Working with Digital Data

in Religious Studies

5. Accessing & Structuring Datasets: Structure Your Data with Tables and Databases

Summer Semester 2024
Prof. Dr. Nathan Gibson

Outline

  1. Text Formats: Review & Final Thoughts
    1. Hands-on Review: Markdown
    2. Review of Text: Plain Text, Markdown, Markup
    3. XML as Markup
      Break
  2. Tables & Databases
    1. Entities & Relationships: Activity 1
    2. Entities & Relationships: Activity 2
    3. Database Formats

1.1. 📈 Hands-on Review: Objective

Last objective: Be able to add formatting or structure to your text with markdown and markup (HTML and XML).

1.1. 📈 Hands-on Review: What is Markdown?

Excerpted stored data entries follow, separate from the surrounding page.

use std::fs;
use std::path::Path;
use std::sync::Arc;

use anyhow::Result;
use clap::Parser;

use readqc_pipelines::Arguments;
use readqc_pipelines::config::defs::{PipelineError, RunConfig};
use readqc_pipelines::pipelines::{fetch, qc_align, summarize};

const FLAGSTAT_A: &str = "\
2000 + 0 in total (QC-passed reads + QC-failed reads)
2000 + 0 primary
0 + 0 secondary
0 + 0 supplementary
0 + 0 duplicates
0 + 0 primary duplicates
1900 + 0 mapped (95.00% : N/A)
1900 + 0 primary mapped (95.00% : N/A)
2000 + 0 paired in sequencing
";

const FLAGSTAT_B: &str = "\
1500 + 0 in total (QC-passed reads + QC-failed reads)
1234 + 0 mapped (82.27% : N/A)
";

fn fastp_json(before: u64, after: u64) -> String {
    format!(
        r#"{{"summary": {{"fastp_version": "0.23.4",
            "before_filtering": {{"total_reads": {}, "total_bases": 150000}},
            "after_filtering": {{"total_reads": {}, "total_bases": 140000}}}}}}"#,
        before, after
    )
}

fn fastqc_data(dedup: f64) -> String {
    format!(
        "##FastQC\t0.12.1\n>>Basic Statistics\tpass\n#Measure\tValue\nTotal Sequences\t1000\n>>END_MODULE\n\
         >>Sequence Duplication Levels\tpass\n#Total Deduplicated Percentage\t{}\n>>END_MODULE\n",
        dedup
    )
}

fn config(dir: &Path, argv: &[&str]) -> Result<Arc<RunConfig>> {
    let mut full = vec!["readqc-pipelines"];
    full.extend_from_slice(argv);
    let args = Arguments::try_parse_from(full)?;
    Ok(Arc::new(RunConfig {
        cwd: dir.to_path_buf(),
        out_dir: dir.join("run"),
        threads: 2,
        args,
    }))
}

fn write(path: &Path, content: &str) -> Result<()> {
    if let Some(parent) = path.parent() {
        fs::create_dir_all(parent)?;
    }
    fs::write(path, content)?;
    Ok(())
}

fn seed_reports(run: &Path) -> Result<()> {
    write(&run.join("align/A_flagstat.txt"), FLAGSTAT_A)?;
    write(&run.join("align/B_flagstat.txt"), FLAGSTAT_B)?;
    write(&run.join("trimmed/A_fastp.json"), &fastp_json(2000, 1910))?;
    write(&run.join("trimmed/B_fastp.json"), "{ not json")?;
    write(&run.join("fastqc_raw/A_1_fastqc/fastqc_data.txt"), &fastqc_data(72.34))?;
    write(&run.join("fastqc_raw/A_2_fastqc/fastqc_data.txt"), &fastqc_data(70.10))?;
    write(&run.join("fastqc_raw/B_1_fastqc/fastqc_data.txt"), &fastqc_data(88.0))?;
    Ok(())
}

fn table_lines(path: &Path) -> Result<Vec<String>> {
    Ok(fs::read_to_string(path)?.lines().map(str::to_string).collect())
}


#[tokio::test]
async fn qc_align_rejects_missing_reference() -> Result<()> {
    let dir = tempfile::tempdir()?;
    let config = config(dir.path(), &["-m", "qc_align", "-s", "SRR000001", "-r", "absent.fa"])?;
    match qc_align::run(config).await {
        Err(PipelineError::MissingInput(path)) => assert_eq!(path, dir.path().join("absent.fa")),
        other => panic!("Expected MissingInput, got {:?}", other),
    }
    assert!(!dir.path().join("run/raw").exists());
    Ok(())
}

#[tokio::test]
async fn qc_align_rejects_missing_raw_reads() -> Result<()> {
    let dir = tempfile::tempdir()?;
    write(&dir.path().join("ref.fa"), ">chr1\nACGTACGT\n")?;
    write(&dir.path().join("reads/S1_1.fastq.gz"), "@r\nA\n+\nI\n")?;
    let config = config(
        dir.path(),
        &["-m", "qc_align", "-s", "S1", "-r", "ref.fa", "--skip-download", "--raw-dir", "reads"],
    )?;
    match qc_align::run(config).await {
        Err(PipelineError::MissingInput(path)) => assert_eq!(path, dir.path().join("reads/S1_2.fastq.gz")),
        other => panic!("Expected MissingInput, got {:?}", other),
    }
    Ok(())
}

#[tokio::test]
async fn qc_align_rejects_bad_accession_before_tools() -> Result<()> {
    let dir = tempfile::tempdir()?;
    write(&dir.path().join("ref.fa"), ">chr1\nACGTACGT\n")?;
    let config = config(dir.path(), &["-m", "qc_align", "-s", "SRR000001,not_an_accession", "-r", "ref.fa"])?;
    match qc_align::run(config).await {
        Err(PipelineError::InvalidConfig(msg)) => assert!(msg.contains("not_an_accession"), "{}", msg),
        other => panic!("Expected InvalidConfig, got {:?}", other),
    }
    assert!(!dir.path().join("run").exists(), "Nothing is created before validation passes");
    Ok(())
}

#[tokio::test]
async fn qc_align_accepts_local_names_with_skip_download() -> Result<()> {
    let dir = tempfile::tempdir()?;
    write(&dir.path().join("ref.fa"), ">chr1\nACGTACGT\n")?;
    let config = config(
        dir.path(),
        &["-m", "qc_align", "-s", "liver_rep1", "-r", "ref.fa", "--skip-download"],
    )?;
    // Local names pass the accession check and fail later on the absent reads.
    match qc_align::run(config).await {
        Err(PipelineError::MissingInput(path)) => assert!(path.ends_with("raw/liver_rep1_1.fastq.gz")),
        other => panic!("Expected MissingInput, got {:?}", other),
    }
    Ok(())
}

#[tokio::test]
async fn fetch_rejects_bad_accession_before_download() -> Result<()> {
    let dir = tempfile::tempdir()?;
    let config = config(dir.path(), &["-m", "fetch", "-s", "SRR000001,SRX000002"])?;
    assert!(matches!(fetch::run(config).await, Err(PipelineError::InvalidConfig(_))));
    assert!(!dir.path().join("run/raw").exists());
    Ok(())
}

#[tokio::test]
async fn fetch_rejects_bad_sample_names() -> Result<()> {
    let dir = tempfile::tempdir()?;
    let config = config(dir.path(), &["-m", "fetch", "-s", "../escape"])?;
    assert!(matches!(fetch::run(config).await, Err(PipelineError::InvalidConfig(_))));
    Ok(())
}

#[tokio::test]
async fn summarize_writes_tables_from_reports() -> Result<()> {
    let dir = tempfile::tempdir()?;
    let run = dir.path().join("run");
    seed_reports(&run)?;

    let config = config(dir.path(), &["-m", "summarize", "-s", "A,B"])?;
    summarize::run(config).await?;

    let mapping = table_lines(&run.join("summary/mapping_summary.tsv"))?;
    assert_eq!(mapping[0], "sample\ttotal_reads\tmapped_reads\tmapping_percent");
    assert_eq!(mapping[1], "A\t2000\t1900\t95.00");
    assert_eq!(mapping[2], "B\t1500\t1234\t82.27");

    let trimming = table_lines(&run.join("summary/trimming_summary.tsv"))?;
    assert_eq!(trimming[1], "A\t1000\t955\t95.50");
    assert_eq!(trimming[2], "B\tNA\tNA\tNA");

    let duplication = table_lines(&run.join("summary/raw_duplication.tsv"))?;
    assert_eq!(duplication[1], "A\t72.34\t70.10\t28.78");
    assert_eq!(duplication[2], "B\t88.00\tNA\tNA");

    assert!(run.join("summary/mapping_rate.svg").exists());
    assert!(run.join("summary/kept_reads.svg").exists());
    Ok(())
}

#[tokio::test]
async fn summarize_discovers_samples_without_plots() -> Result<()> {
    let dir = tempfile::tempdir()?;
    let run = dir.path().join("run");
    seed_reports(&run)?;

    let config = config(dir.path(), &["-m", "summarize", "--no-plots"])?;
    summarize::run(config).await?;

    let mapping = table_lines(&run.join("summary/mapping_summary.tsv"))?;
    let samples: Vec<&str> = mapping[1..].iter().filter_map(|l| l.split('\t').next()).collect();
    assert_eq!(samples, vec!["A", "B"]);
    assert!(!run.join("summary/mapping_rate.svg").exists());
    Ok(())
}

#[tokio::test]
async fn summarize_without_reports_is_an_error() -> Result<()> {
    let dir = tempfile::tempdir()?;
    let config = config(dir.path(), &["-m", "summarize"])?;
    assert!(matches!(summarize::run(config).await, Err(PipelineError::InvalidConfig(_))));
    Ok(())
}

  • Plain text + special characters such as *, _, #, - to add simple formatting
  • Open & exportable to HTML, Word, PDF

1.1. 📈 Hands-on Review: What is markup?

  • Formatting or structured information added to text.
  • Usually HTML or XML (format <tag attribute="value">some text</tag>)
  • hierarchical

1.2. 📈 Review of Text: Plain Text, Markdown, Markup

_ Plain Text Markdown HTML XML
formats text X no ✔️ yes (simple) ✔️ yes (sophisticated) X not directly
structures data in text X no X no ✔️ somewhat ✔️ yes

1.3. 📈 HTML vs. XML as Markup: HTML

Semantic (“meaningful”) information in HTML: metadata (title, keywords, date) & sometimes more

  • HTML is a standard for how content should be displayed
  • But it doesn’t tell you what that information is

1.3. 📈 HTML vs. XML as Markup: XML

XML is semantic.

  • It shows the structure or meaning of the information
  • But it doesn’t tell you how it should be displayed
  • XML has many standards or rule sets (“schemas”) to choose from. You can even invent your own!

1.3. 📈 HTML vs. XML as Markup: TEI

TEI (Text Encoding Initiative) provides one of these schemas.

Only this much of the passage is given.